According to the Russian Federal Air Transport Agency, the agreement was reached in 2013, but the previous document for implementation was revoked.
The company is already delivering aircraft to Italy, and is working closely with Italian firms as part of the SuperJet International (SJI) venture. The SJI is working on the planes’ interiors with Italy’s Alenia Aeronautica and the Pinifarina design company, which supplies the aircraft to customers not only in Europe but also in Mexico.
The latter is the largest customer: Mexico’s InterJet airline currently uses 22 Sukhoi jets. According to the company’s press office, this is the majority of all 32 planes now operating abroad.
The first European customer was Ireland’s CityJet, which has six planes. The airline also leases three planes to Brussels Airlines.
In addition, SuperJet’s business models, named Sukhoi Business Jets, fly in Kazakhstan and Thailand, which each have two.
Speaking about Russia, there are 74 business jets serving Russian organizations, including Russian Airlines Aeroflot, GAZPROMAVIA, Yakutia Airline, Yamal Airlines, IrAero, Azimuth Airlines, RusJet, as well as the Ministry of Internal Affairs, Russia Special Flight Detachment, and the Ministry of Emergency Situations.
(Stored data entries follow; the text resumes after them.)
//! Method declarations (JVMS §4.6).
//!
//! No teacher counterpart exists for this one: `exo-class-file/src/item/
//! mod.rs` declares `pub mod methods;` but the file was never checked in, so
//! the teacher itself doesn't build. Written fresh, mirroring the sibling
//! `fields.rs` (same `{access_flags, name_index, descriptor_index,
//! attributes}` shape, per JVMS §4.5/§4.6 sharing that layout) with the
//! method-specific access flags from JVMS Table 4.6-A.

use std::io::Read;

use crate::attributes::Attributes;
use crate::constant_pool::ConstantPool;
use crate::descriptor::MethodDescriptor;
use crate::error::{ClassFileError, Result};
use crate::stream::{ClassFileItem, ClassFileStream};

bitflags::bitflags! {
    pub struct MethodAccessFlags: u16 {
        const ACC_PUBLIC = 0x0001;
        const ACC_PRIVATE = 0x0002;
        const ACC_PROTECTED = 0x0004;
        const ACC_STATIC = 0x0008;
        const ACC_FINAL = 0x0010;
        const ACC_SYNCHRONIZED = 0x0020;
        const ACC_BRIDGE = 0x0040;
        const ACC_VARARGS = 0x0080;
        const ACC_NATIVE = 0x0100;
        const ACC_ABSTRACT = 0x0400;
        const ACC_STRICT = 0x0800;
        const ACC_SYNTHETIC = 0x1000;
    }
}

#[derive(Debug)]
pub struct MethodInfo {
    pub access_flags: MethodAccessFlags,
    pub name_index: u16,
    pub descriptor_index: u16,
    pub attributes: Attributes,
}

impl MethodInfo {
    pub fn name<'a>(&self, cp: &'a ConstantPool) -> Result<&'a str> {
        cp.get_utf8(self.name_index)
    }

    pub fn descriptor(&self, cp: &ConstantPool) -> Result<MethodDescriptor> {
        MethodDescriptor::parse(cp.get_utf8(self.descriptor_index)?)
    }

    pub fn is_static(&self) -> bool {
        self.access_flags.contains(MethodAccessFlags::ACC_STATIC)
    }

    pub fn is_native(&self) -> bool {
        self.access_flags.contains(MethodAccessFlags::ACC_NATIVE)
    }

    pub fn is_abstract(&self) -> bool {
        self.access_flags.contains(MethodAccessFlags::ACC_ABSTRACT)
    }

    pub fn is_constructor(&self, cp: &ConstantPool) -> Result<bool> {
        Ok(self.name(cp)? == "<init>")
    }
}

impl ClassFileItem for MethodInfo {
    fn read_from_stream<R: Read>(s: &mut ClassFileStream<R>, cp: Option<&ConstantPool>) -> Result<Self> {
        let access_flags =
            MethodAccessFlags::from_bits(s.read_u2()?).ok_or(ClassFileError::BadMethodAccessFlags)?;
        let name_index = s.read_u2()?;
        let descriptor_index = s.read_u2()?;
        let attributes = Attributes::read_from_stream(s, cp)?;

        Ok(Self {
            access_flags,
            name_index,
            descriptor_index,
            attributes,
        })
    }
}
The cabin of the SSJ100Evgeny Biyatov/RIA Novosti
The SSJ100 is a regional class jet, claiming to lower operating costs by 10 percent thanks to light weight, smaller fuel consumption and eco-friendly technologies. It can move passengers along short and medium distances (up to 4,320 km), and optimize costs in various ways, from substituting for bigger planes to handling new routes that are not yet popular.
While the jet is just as comfortable as larger long-distance aircraft, it also allows for take-off from shorter runways, and can function efficiently in a wide range of climatic conditions, such as temperatures that range from minus 54 degrees Celsius to 45 degrees above zero.
Yet, if compared to its competitors, Sukhoi is far from being a leader in the industry. For example, there are more than 1,400 Airbus A319s in operation, while more than 5,000 of Boeing’s 737-700 cruise the skies.